I’m always secretly quite happy when summer comes to an end.
My dad is a redhead and although I did not inherit this trait, somewhere deep down inside of me there is a recessive ginger gene that protests whenever I venture out into the sun.
There also tends to be quite a lot of bugs around in summer and I don’t like bugs very much.
I understand that bugs are an important part of our ecosystems and that all life is beautiful and sacred and I am happy to appreciate their integral role in the circle of life… as long as they don’t come anywhere near me.
I am aware that bugs have a vital role in natural processes such as decomposition but when a bug is buzzing around my head the only thing breaking down my ability to tolerate its existence.
The number of bugs present is proportional to temperature.
So it makes sense that, as summer comes to an end and the temperature begins to decrease, so does the bug population.
In the past week or so, I have noticed that there are fewer bugs outdoors.
It is as if the bugs have sensed the impending drop in temperature and have migrated in search of a warmer climate.
Unfortunately, that warmer climate just happens to be inside my house.
The other day, my room was quite stuffy so I opened the window to allow some fresh air to enter.

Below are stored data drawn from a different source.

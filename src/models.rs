// Transaction data model
// Raw client input, validated records ready for storage, and stored records

use chrono::NaiveDate;
use serde::{Deserialize, Serialize};
use std::fmt;
use std::str::FromStr;

/// Wire and storage format for calendar dates
pub const DATE_FORMAT: &str = "%Y-%m-%d";

// ============================================================================
// CATEGORY
// ============================================================================

#[derive(Debug, Clone, Copy, PartialEq, Eq, Hash, Serialize, Deserialize)]
pub enum Category {
    /// Money coming in
    Income,

    /// Money going out
    Expense,
}

impl Category {
    pub fn as_str(&self) -> &'static str {
        match self {
            Category::Income => "Income",
            Category::Expense => "Expense",
        }
    }
}

impl fmt::Display for Category {
    fn fmt(&self, f: &mut fmt::Formatter<'_>) -> fmt::Result {
        f.pad(self.as_str())
    }
}

impl FromStr for Category {
    type Err = String;

    fn from_str(s: &str) -> Result<Self, Self::Err> {
        let s = s.trim();
        if s.eq_ignore_ascii_case("income") {
            Ok(Category::Income)
        } else if s.eq_ignore_ascii_case("expense") {
            Ok(Category::Expense)
        } else {
            Err(format!("Must be one of Income, Expense (got '{}')", s))
        }
    }
}

// ============================================================================
// STORED TRANSACTION
// ============================================================================

/// A persisted transaction. Never mutated after the store returns it.
#[derive(Debug, Clone, PartialEq, Serialize, Deserialize)]
pub struct Transaction {
    /// Assigned by the store, never reused
    pub id: i64,
    pub date: NaiveDate,
    pub amount: f64,
    pub category: Category,
    pub sub_category: Option<String>,
    pub description: Option<String>,
}

impl Transaction {
    pub fn is_expense(&self) -> bool {
        self.category == Category::Expense
    }
}

// ============================================================================
// VALIDATED INPUT
// ============================================================================

/// A transaction that passed validation and has no id yet
#[derive(Debug, Clone, PartialEq)]
pub struct NewTransaction {
    pub date: NaiveDate,
    pub amount: f64,
    pub category: Category,
    pub sub_category: Option<String>,
    pub description: Option<String>,
}

impl NewTransaction {
    pub fn new(date: NaiveDate, amount: f64, category: Category) -> Self {
        NewTransaction {
            date,
            amount,
            category,
            sub_category: None,
            description: None,
        }
    }

    pub fn with_sub_category(mut self, sub_category: &str) -> Self {
        self.sub_category = Some(sub_category.to_string());
        self
    }

    pub fn with_description(mut self, description: &str) -> Self {
        self.description = Some(description.to_string());
        self
    }

    /// Attach the id assigned by the store
    pub fn into_transaction(self, id: i64) -> Transaction {
        Transaction {
            id,
            date: self.date,
            amount: self.amount,
            category: self.category,
            sub_category: self.sub_category,
            description: self.description,
        }
    }
}

// ============================================================================
// RAW INPUT
// ============================================================================

/// Amount as sent by a client: JSON number, or text from a form/CSV cell
#[derive(Debug, Clone, PartialEq, Serialize, Deserialize)]
#[serde(untagged)]
pub enum AmountInput {
    Number(f64),
    Text(String),
}

impl From<f64> for AmountInput {
    fn from(value: f64) -> Self {
        AmountInput::Number(value)
    }
}

impl From<&str> for AmountInput {
    fn from(value: &str) -> Self {
        AmountInput::Text(value.to_string())
    }
}

/// Unvalidated transaction payload (HTTP body, CLI arguments, CSV row).
/// Every field is optional so that validation can report all problems at once.
#[derive(Debug, Clone, Default, PartialEq, Serialize, Deserialize)]
pub struct TransactionInput {
    #[serde(default)]
    pub date: Option<String>,

    #[serde(default)]
    pub amount: Option<AmountInput>,

    #[serde(default)]
    pub category: Option<String>,

    #[serde(default)]
    pub sub_category: Option<String>,

    #[serde(default)]
    pub description: Option<String>,
}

Half an hour later, it was as if Pixar had decided to use my room as a filming location for the sequel to ‘A Bug’s Life’.
Having a load of bugs in my personal space made me feel all icky inside so I began to waft the bugs towards the window in the hope that they would go back out of it.
After a while, I was left with one stubborn insect who refused to leave.
I had an empty mug on my desk so I decided that the best way to deal with the bug would be to trap it under the mug and then transport it back outdoors myself.
Once I had managed to catch the bug, I realised that I needed to slide a piece of paper underneath the mug in order to move it.
So I left the bug buzzing around inside the mug and went downstairs to get some.
When I came back upstairs, my room was silent.
I lifted up the cup and the bug was gone.
I looked at the empty space where the bug had been and almost immediately my imagination rushed to fill it.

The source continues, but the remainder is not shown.